Sin embargo, la situación comenzaba a ser insostenible para los republicanos. En plena debacle, el Partido Comunista organizó la evacuación de centenares de niños, entre ellos cinco hermanos de Gregorio: Adolfo, Paco, Carmen, Manuel y Mercedes. En septiembre de 1937 zarparon desde El Musel con dirección a Saint-Eser (Francia), para acabar en Leningrado, vía Londres. «Me enteré cuando estaba en el frente; no pude ni despedirme. Nunca más volvimos a estar todos juntos», recalca.

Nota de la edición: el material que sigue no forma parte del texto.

// MARK: --- UNIT TESTS ---

#[cfg(test)]
mod tests {
    use super::*;
    use crate::models::AliasDefinition;
    use std::cell::RefCell;
    use std::collections::HashMap;
    use std::path::PathBuf;

    fn record(root: Option<&str>, host: Option<&str>, user: Option<&str>) -> AliasRecord {
        AliasRecord::from_definition(
            "prod.live".to_string(),
            AliasDefinition {
                root: root.map(String::from),
                remote_host: host.map(String::from),
                remote_user: user.map(String::from),
                ..Default::default()
            },
        )
    }

    fn argv(parts: &[&str]) -> Vec<String> {
        parts.iter().map(|s| s.to_string()).collect()
    }

    /// Records every invocation instead of spawning anything.
    struct RecordingRunner {
        calls: RefCell<Vec<(Vec<String>, Option<PathBuf>)>>,
        exit_code: i32,
    }

    impl RecordingRunner {
        fn new(exit_code: i32) -> Self {
            Self {
                calls: RefCell::new(Vec::new()),
                exit_code,
            }
        }
    }

    impl ProcessRunner for RecordingRunner {
        fn run(
            &self,
            argv: &[String],
            cwd: Option<&Path>,
            _timeout: Option<Duration>,
        ) -> Result<i32, DispatchError> {
            self.calls
                .borrow_mut()
                .push((argv.to_vec(), cwd.map(Path::to_path_buf)));
            Ok(self.exit_code)
        }
    }

    #[test]
    fn test_compose_local_is_passthrough() {
        let record = record(Some("/srv/www/live"), None, None);
        let composed = compose_argv(&record, &argv(&["git", "pull"]), None).expect("compose");
        assert_eq!(composed, argv(&["git", "pull"]));
    }

    #[test]
    fn test_compose_remote_minimal() {
        let record = record(None, Some("example.com"), Some("alice"));
        let composed = compose_argv(&record, &argv(&["status"]), None).expect("compose");
        assert_eq!(composed, argv(&["ssh", "alice@example.com", "status"]));
    }

    #[test]
    fn test_compose_remote_with_root_and_quoting() {
        let record = record(Some("/srv/www/live"), Some("example.com"), Some("alice"));
        let composed =
            compose_argv(&record, &argv(&["echo", "hello world"]), None).expect("compose");
        // shlex quotes with double quotes; this is the fixed escaping policy.
        assert_eq!(
            composed,
            argv(&[
                "ssh",
                "alice@example.com",
                "cd /srv/www/live && echo \"hello world\"",
            ])
        );
    }

    #[test]
    fn test_compose_remote_splits_ssh_options() {
        let mut record = record(None, Some("example.com"), None);
        record.ssh_options = Some("-p 2222 -o PasswordAuthentication=no".to_string());
        let composed = compose_argv(&record, &argv(&["status"]), None).expect("compose");
        assert_eq!(
            composed,
            argv(&[
                "ssh",
                "-p",
                "2222",
                "-o",
                "PasswordAuthentication=no",
                "example.com",
                "status",
            ])
        );
    }

    #[test]
    fn test_compose_fallback_ssh_options_used_when_record_has_none() {
        let record = record(None, Some("example.com"), None);
        let composed =
            compose_argv(&record, &argv(&["status"]), Some("-A")).expect("compose");
        assert_eq!(composed, argv(&["ssh", "-A", "example.com", "status"]));
    }

    #[test]
    fn test_compose_empty_argv_fails() {
        let record = record(Some("/srv"), None, None);
        assert!(matches!(
            compose_argv(&record, &[], None),
            Err(DispatchError::EmptyCommand)
        ));
    }

    #[test]
    fn test_simulate_never_touches_the_runner() {
        let record = record(None, Some("example.com"), Some("alice"));
        let runner = RecordingRunner::new(0);
        let options = ExecutionOptions {
            simulate: true,
            ..Default::default()
        };

        let outcome =
            dispatch_with_runner(&record, &argv(&["status"]), &options, None, &runner)
                .expect("dispatch");

        assert!(runner.calls.borrow().is_empty());
        assert_eq!(outcome.exit_code, 0);
        // The reported line is exactly the composed invocation.
        assert_eq!(outcome.command_line, "ssh alice@example.com status");
    }

    #[test]
    fn test_dispatch_local_uses_root_as_cwd() {
        let record = record(Some("/srv/www/live"), None, None);
        let runner = RecordingRunner::new(0);

        dispatch_with_runner(
            &record,
            &argv(&["git", "status"]),
            &ExecutionOptions::default(),
            None,
            &runner,
        )
        .expect("dispatch");

        let calls = runner.calls.borrow();
        assert_eq!(calls.len(), 1);
        let (ran, cwd) = calls.first().expect("one call");
        assert_eq!(*ran, argv(&["git", "status"]));
        assert_eq!(cwd.as_deref(), Some(Path::new("/srv/www/live")));
    }

    #[test]
    fn test_dispatch_passes_exit_code_through() {
        let record = record(Some("/srv"), None, None);
        let runner = RecordingRunner::new(3);

        let outcome = dispatch_with_runner(
            &record,
            &argv(&["false"]),
            &ExecutionOptions::default(),
            None,
            &runner,
        )
        .expect("non-zero exit is a result, not an error");

        assert_eq!(outcome.exit_code, 3);
    }

    #[test]
    fn test_dispatch_injects_command_options_sorted() {
        let mut record = record(Some("/srv"), None, None);
        record.command_options.insert(
            "db-sync".to_string(),
            HashMap::from([
                ("sanitize".to_string(), "yes".to_string()),
                ("chunk".to_string(), "500".to_string()),
            ]),
        );
        let runner = RecordingRunner::new(0);

        dispatch_with_runner(
            &record,
            &argv(&["db-sync", "--source=@stage"]),
            &ExecutionOptions::default(),
            None,
            &runner,
        )
        .expect("dispatch");

        let calls = runner.calls.borrow();
        let (ran, _) = calls.first().expect("one call");
        assert_eq!(
            *ran,
            argv(&["db-sync", "--source=@stage", "--chunk=500", "--sanitize=yes"])
        );
    }

    #[cfg(unix)]
    #[test]
    fn test_system_runner_reports_real_exit_code() {
        let code = SystemRunner
            .run(&argv(&["sh", "-c", "exit 3"]), None, None)
            .expect("run");
        assert_eq!(code, 3);
    }

    #[cfg(unix)]
    #[test]
    fn test_system_runner_launch_failure() {
        let err = SystemRunner
            .run(&argv(&["siterun-no-such-binary"]), None, None)
            .expect_err("must fail");
        assert!(matches!(err, DispatchError::Launch { .. }));
    }

    #[cfg(unix)]
    #[test]
    fn test_system_runner_kills_on_timeout() {
        let started = Instant::now();
        let err = SystemRunner
            .run(
                &argv(&["sleep", "5"]),
                None,
                Some(Duration::from_millis(200)),
            )
            .expect_err("must time out");

        assert!(matches!(err, DispatchError::Timeout { .. }));
        // The child was killed and reaped well before its natural end.
        assert!(started.elapsed() < Duration::from_secs(4));
    }
}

Los bombardeos sobre Gijón y Avilés se intensificaron. «Un teniente me dio permiso para visitar a mi madre. Mi calle parecía un paisaje lunar y pensé que ella y mi hermana de 3 años habían muerto, pero estaban bien», afirma emocionado. No regresó al campo de batalla. Un día después se inició la evacuación del frente. Gregorio y su madre intentaron embarcar, pero prefirieron refugiarse en las Cuencas.

Se inició de este modo un calvario para ellos. Poco después, su madre, que había formado parte del Comité Antifascista de Avilés, fue reconocida por un grupo de falangistas de San Esteban. Tras librarse in extremis de ser fusilada en el pinar de Salinas, fue recluida en San Esteban, en los almacenes de Gurín. «La visité allí, y me detuvieron», comenta. Luego fue confinado en un campo de concentración de Candás, en la fábrica de conservas Alfageme. «Nos pusieron a construir la carretera del cabo Peñas», rememora. Se escapó.

Su madre había sido trasladada a la cárcel de Pravia, estando embarazada de mellizos. Él, por su parte, se vio obligado a abandonar de nuevo San Esteban tras sufrir una paliza cuando recogía carbón en las vías del tren. «Hui a Galicia con mis abuelos. Allí me reencontré con mi padre y posteriormente con mi hermano. Mi madre fue trasladada a Bilbao», comenta.

Inició entonces un periplo por España junto a su progenitor, ganándose la vida cómo podían y alternando períodos en prisión. Su madre fue puesta en libertad, junto a sus mellizos, tras cuatro años de reclusión, y Gregorio regresó a Galicia, donde participó en la organización de la resistencia antifranquista. Allí conoció a su esposa, Fina López.

En 1946, decepcionado por la decisión de los aliados de no intervenir en España, se exilió en Francia, donde ya estaban su hermano y su padre. Durante cinco años trabajó allí y ahorró para comprarse un pasaje junto a su mujer y su hijo, Carlos, con destino a Sudamérica. En 1960 intentó entrar España sin éxito. Fue detenido en Irún y devuelto a Francia después de varios días. Luego, tras obtener pasaporte, volvió a viajar a Asturias y Galicia. Volver a vivir en su pueblo dejó de ser una opción. «Hice mi familia en Francia con mi esposa, con la que compartí 61 años», subraya. Actualmente, sólo viven cuatro de sus hermanos.

El 17 de abril Gregorio volvió a sentir la brisa del Cantábrico en el Garruncho y a pisar San Esteban, ese lugar que como él mismo escribió: «Fue en este pueblo de mi niñez/ de juegos, de amor y trabajo/ lo que en mi vida más me ha marcado».

De casta le vino al galgo. El padre de Gregorio, José, había sido emigrante en América y a su regreso fue alistado en la Legón Extranjera francesa. Tras conocer a su mujer en la cárcel de Guernica, se asentó en Muros, donde la familia quedó marcada por el estallido de la Revolución del 34. Cinco de los hermanos terminaron en Rusia, donde también murió su madre.